ASSIGNED TASK =
Of the material below, only the lines from the line containing "repository a834e51f28663fe2" down to the line containing "All state lives" belong in the answer, written out exactly.

EXERCISE DATA =
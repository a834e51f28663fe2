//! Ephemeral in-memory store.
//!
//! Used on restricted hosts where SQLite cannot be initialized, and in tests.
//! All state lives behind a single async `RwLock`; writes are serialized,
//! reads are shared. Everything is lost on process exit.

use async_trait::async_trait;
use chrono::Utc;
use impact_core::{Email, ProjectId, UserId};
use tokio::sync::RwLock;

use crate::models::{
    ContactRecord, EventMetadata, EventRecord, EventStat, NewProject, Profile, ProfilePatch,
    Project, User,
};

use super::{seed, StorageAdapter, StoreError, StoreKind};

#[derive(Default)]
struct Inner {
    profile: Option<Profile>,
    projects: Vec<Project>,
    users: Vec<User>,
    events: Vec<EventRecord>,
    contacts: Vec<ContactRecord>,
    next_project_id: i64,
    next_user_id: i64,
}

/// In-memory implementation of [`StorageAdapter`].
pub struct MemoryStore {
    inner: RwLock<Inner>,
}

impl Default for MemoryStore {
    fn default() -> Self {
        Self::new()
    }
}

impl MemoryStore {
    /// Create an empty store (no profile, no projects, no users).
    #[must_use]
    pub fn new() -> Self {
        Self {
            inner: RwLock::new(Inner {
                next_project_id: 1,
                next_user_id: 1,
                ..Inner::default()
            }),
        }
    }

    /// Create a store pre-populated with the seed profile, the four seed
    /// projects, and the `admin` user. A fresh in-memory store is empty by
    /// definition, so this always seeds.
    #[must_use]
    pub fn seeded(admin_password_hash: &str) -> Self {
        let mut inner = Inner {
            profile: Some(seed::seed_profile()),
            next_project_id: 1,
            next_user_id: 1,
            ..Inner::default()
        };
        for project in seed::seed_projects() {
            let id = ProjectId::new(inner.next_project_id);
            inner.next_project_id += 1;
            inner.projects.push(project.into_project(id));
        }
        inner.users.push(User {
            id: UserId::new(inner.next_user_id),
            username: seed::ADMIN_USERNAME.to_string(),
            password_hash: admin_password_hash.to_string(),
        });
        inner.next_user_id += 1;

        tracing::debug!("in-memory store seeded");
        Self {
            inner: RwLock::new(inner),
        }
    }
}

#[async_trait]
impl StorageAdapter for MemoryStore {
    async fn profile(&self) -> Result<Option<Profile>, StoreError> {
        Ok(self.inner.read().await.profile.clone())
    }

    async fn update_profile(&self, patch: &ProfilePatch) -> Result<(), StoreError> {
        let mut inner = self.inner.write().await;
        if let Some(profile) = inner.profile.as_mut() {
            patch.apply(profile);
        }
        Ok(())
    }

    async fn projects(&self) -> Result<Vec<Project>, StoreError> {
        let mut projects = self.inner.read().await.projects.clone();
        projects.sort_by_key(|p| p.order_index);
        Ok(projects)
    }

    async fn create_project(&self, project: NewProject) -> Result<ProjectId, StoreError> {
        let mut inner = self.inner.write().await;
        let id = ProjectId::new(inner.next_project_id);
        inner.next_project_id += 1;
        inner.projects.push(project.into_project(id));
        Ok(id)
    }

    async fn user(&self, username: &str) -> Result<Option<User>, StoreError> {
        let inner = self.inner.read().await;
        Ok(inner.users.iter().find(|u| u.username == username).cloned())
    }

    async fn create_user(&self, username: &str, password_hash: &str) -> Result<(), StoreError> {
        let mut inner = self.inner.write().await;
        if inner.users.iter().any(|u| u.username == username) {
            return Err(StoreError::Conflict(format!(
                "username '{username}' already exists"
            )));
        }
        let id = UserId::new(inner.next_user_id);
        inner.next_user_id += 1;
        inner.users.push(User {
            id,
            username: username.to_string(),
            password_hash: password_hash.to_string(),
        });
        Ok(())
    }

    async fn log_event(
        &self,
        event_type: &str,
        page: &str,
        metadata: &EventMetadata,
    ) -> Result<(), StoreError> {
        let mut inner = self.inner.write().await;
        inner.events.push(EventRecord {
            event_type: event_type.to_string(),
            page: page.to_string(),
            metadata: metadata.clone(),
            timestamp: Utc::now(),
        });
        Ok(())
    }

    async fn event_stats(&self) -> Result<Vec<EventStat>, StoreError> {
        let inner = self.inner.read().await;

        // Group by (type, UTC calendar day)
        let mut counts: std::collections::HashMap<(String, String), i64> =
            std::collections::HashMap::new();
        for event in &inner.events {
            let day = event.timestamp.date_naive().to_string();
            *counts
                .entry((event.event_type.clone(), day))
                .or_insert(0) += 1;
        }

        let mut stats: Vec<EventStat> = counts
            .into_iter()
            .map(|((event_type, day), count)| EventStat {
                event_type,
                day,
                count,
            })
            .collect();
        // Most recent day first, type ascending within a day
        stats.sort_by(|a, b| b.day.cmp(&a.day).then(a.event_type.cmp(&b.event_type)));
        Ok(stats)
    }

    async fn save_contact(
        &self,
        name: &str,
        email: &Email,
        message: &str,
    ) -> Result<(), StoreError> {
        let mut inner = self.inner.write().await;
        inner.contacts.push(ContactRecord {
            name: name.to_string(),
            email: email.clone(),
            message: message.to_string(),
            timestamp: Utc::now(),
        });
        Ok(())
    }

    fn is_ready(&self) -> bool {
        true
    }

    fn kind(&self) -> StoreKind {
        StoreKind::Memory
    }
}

==

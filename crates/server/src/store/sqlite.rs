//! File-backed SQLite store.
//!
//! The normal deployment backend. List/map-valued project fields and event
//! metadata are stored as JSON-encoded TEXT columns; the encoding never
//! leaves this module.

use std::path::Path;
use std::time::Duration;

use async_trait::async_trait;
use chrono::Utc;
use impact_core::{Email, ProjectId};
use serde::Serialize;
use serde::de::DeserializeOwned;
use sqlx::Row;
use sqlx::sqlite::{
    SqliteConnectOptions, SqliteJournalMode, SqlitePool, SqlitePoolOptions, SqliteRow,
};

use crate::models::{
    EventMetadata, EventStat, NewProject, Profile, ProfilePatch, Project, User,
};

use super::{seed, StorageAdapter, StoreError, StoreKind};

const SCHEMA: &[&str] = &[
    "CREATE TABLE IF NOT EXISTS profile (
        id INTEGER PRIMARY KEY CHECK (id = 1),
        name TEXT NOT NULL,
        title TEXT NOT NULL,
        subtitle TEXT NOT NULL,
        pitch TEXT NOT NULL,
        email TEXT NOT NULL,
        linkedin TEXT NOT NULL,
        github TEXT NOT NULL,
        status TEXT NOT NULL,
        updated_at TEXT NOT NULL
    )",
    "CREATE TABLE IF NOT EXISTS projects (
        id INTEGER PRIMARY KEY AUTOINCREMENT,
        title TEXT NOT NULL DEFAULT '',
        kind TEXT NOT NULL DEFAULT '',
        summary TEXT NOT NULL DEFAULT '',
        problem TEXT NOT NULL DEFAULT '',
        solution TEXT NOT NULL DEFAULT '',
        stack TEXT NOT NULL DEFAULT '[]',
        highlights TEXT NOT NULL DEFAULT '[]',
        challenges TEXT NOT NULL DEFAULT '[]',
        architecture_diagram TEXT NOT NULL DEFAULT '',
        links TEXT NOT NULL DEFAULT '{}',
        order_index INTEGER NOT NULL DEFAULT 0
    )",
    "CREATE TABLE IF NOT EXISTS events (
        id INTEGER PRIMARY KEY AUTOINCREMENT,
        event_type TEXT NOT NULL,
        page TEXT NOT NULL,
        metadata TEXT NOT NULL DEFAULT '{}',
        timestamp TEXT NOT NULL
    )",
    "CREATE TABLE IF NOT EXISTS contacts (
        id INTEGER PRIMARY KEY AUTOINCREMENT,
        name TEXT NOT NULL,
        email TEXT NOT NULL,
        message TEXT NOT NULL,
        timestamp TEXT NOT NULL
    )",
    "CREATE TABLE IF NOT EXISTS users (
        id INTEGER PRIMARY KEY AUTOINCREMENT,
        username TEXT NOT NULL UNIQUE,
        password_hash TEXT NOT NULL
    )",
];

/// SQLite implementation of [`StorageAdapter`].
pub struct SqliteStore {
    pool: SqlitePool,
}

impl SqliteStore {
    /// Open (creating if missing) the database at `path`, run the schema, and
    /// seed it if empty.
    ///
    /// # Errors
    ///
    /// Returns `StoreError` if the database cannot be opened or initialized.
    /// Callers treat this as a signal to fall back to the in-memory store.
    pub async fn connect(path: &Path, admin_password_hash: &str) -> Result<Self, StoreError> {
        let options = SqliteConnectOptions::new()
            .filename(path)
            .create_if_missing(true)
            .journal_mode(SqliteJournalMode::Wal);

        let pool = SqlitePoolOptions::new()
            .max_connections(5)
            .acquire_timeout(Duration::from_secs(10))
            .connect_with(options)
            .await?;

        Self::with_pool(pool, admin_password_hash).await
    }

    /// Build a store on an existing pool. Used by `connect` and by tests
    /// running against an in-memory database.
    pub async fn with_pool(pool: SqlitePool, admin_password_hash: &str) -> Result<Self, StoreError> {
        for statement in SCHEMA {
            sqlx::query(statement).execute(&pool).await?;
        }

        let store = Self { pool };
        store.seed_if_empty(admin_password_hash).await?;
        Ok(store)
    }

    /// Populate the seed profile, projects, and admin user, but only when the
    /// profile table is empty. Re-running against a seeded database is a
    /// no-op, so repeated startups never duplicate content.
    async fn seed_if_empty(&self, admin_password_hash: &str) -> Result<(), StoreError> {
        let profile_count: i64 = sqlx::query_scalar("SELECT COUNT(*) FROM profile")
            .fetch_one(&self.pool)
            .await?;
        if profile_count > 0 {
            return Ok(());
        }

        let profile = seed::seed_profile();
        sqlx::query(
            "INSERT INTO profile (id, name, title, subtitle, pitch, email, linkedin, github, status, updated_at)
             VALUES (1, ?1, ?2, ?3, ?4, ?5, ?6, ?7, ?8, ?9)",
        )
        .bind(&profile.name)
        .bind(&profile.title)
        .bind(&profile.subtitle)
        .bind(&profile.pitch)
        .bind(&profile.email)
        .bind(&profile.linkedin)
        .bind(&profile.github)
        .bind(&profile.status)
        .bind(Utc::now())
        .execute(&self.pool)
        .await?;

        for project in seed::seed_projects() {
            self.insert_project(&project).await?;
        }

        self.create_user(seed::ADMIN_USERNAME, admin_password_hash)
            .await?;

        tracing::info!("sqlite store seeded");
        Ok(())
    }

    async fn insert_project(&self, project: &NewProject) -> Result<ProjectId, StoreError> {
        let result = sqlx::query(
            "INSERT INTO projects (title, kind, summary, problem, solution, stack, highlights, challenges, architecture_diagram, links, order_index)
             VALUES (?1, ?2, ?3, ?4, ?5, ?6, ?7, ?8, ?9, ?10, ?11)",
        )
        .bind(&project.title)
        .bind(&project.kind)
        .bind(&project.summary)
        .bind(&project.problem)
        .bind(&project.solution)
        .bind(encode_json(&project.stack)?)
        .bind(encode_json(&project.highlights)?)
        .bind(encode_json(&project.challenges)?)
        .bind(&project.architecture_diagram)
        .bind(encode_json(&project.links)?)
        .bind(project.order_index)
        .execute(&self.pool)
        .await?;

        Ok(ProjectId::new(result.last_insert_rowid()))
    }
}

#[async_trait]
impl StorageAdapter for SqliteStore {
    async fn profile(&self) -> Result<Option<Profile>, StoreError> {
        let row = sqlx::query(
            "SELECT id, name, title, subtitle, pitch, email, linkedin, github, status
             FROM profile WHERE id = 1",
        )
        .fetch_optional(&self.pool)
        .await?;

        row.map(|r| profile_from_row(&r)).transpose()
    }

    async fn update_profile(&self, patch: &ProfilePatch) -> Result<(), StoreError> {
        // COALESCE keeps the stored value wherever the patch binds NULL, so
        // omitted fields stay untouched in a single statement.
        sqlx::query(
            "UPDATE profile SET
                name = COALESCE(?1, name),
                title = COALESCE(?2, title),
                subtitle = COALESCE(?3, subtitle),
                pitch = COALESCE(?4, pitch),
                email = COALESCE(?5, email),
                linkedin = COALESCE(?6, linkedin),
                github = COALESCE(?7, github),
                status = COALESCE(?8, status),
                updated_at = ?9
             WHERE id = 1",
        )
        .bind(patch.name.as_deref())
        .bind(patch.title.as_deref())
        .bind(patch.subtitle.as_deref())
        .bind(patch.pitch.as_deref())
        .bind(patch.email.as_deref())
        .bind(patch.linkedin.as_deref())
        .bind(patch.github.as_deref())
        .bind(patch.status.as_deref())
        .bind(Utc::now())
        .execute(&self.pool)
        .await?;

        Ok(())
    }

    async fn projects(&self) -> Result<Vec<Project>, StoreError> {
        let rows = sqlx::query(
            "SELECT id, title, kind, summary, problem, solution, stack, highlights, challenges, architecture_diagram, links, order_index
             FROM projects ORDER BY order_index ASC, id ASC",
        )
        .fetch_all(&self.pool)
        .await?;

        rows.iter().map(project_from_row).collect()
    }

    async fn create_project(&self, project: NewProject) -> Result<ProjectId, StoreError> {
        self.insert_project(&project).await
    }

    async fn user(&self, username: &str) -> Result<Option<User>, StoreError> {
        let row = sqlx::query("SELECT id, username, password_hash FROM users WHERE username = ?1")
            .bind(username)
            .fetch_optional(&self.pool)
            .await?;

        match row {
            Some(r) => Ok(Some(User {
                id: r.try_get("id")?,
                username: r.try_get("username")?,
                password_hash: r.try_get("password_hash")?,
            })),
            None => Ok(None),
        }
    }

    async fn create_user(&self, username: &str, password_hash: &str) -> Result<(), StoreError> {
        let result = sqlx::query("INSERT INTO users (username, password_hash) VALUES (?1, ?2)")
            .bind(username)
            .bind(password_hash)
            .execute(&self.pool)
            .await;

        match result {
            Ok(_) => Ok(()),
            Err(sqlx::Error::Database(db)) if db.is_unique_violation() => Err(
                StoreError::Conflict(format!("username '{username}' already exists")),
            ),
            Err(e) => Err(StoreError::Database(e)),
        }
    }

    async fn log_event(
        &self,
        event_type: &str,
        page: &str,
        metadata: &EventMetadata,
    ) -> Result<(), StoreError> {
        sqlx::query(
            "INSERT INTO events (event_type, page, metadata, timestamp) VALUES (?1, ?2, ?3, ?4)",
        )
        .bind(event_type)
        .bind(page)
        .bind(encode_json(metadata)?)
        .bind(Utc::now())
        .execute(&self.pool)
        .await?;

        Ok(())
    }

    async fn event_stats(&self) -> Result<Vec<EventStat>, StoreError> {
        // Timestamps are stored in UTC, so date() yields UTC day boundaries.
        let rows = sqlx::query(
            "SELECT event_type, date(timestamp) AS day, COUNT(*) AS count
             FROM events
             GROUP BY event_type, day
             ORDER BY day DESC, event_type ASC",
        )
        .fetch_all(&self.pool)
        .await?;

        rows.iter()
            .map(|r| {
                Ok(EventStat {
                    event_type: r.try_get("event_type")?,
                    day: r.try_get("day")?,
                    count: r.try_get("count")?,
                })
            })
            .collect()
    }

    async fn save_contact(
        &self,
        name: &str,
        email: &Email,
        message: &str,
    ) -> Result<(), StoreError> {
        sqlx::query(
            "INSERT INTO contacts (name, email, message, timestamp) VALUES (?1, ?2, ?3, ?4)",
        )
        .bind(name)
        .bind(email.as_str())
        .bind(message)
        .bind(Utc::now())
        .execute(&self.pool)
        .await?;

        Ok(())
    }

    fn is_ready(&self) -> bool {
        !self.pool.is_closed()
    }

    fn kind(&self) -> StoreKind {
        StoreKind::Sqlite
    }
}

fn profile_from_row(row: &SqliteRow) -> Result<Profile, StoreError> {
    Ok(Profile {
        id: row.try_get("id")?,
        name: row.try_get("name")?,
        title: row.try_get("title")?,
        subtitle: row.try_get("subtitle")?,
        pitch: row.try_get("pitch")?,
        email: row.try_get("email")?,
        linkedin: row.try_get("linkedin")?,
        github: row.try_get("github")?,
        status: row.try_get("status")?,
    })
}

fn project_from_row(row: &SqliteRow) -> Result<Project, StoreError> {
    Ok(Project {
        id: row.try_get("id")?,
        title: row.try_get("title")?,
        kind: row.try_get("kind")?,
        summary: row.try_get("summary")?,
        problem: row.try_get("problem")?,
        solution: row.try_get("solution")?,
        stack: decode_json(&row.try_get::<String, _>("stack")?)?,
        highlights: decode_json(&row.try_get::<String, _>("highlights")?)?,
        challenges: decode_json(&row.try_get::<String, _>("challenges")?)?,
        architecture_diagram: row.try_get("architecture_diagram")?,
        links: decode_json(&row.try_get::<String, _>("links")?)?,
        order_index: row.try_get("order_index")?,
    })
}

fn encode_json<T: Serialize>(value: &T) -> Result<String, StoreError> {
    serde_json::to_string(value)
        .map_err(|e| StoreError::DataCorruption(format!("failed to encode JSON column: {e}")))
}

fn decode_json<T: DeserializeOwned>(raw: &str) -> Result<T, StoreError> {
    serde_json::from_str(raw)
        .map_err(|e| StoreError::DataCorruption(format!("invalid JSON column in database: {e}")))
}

REPLY =
repository a834e51f28663fe2
//! Ephemeral in-memory store.
//!
//! Used on restricted hosts where SQLite cannot be initialized, and in tests.
//! All state lives behind a single async `RwLock`; writes are serialized,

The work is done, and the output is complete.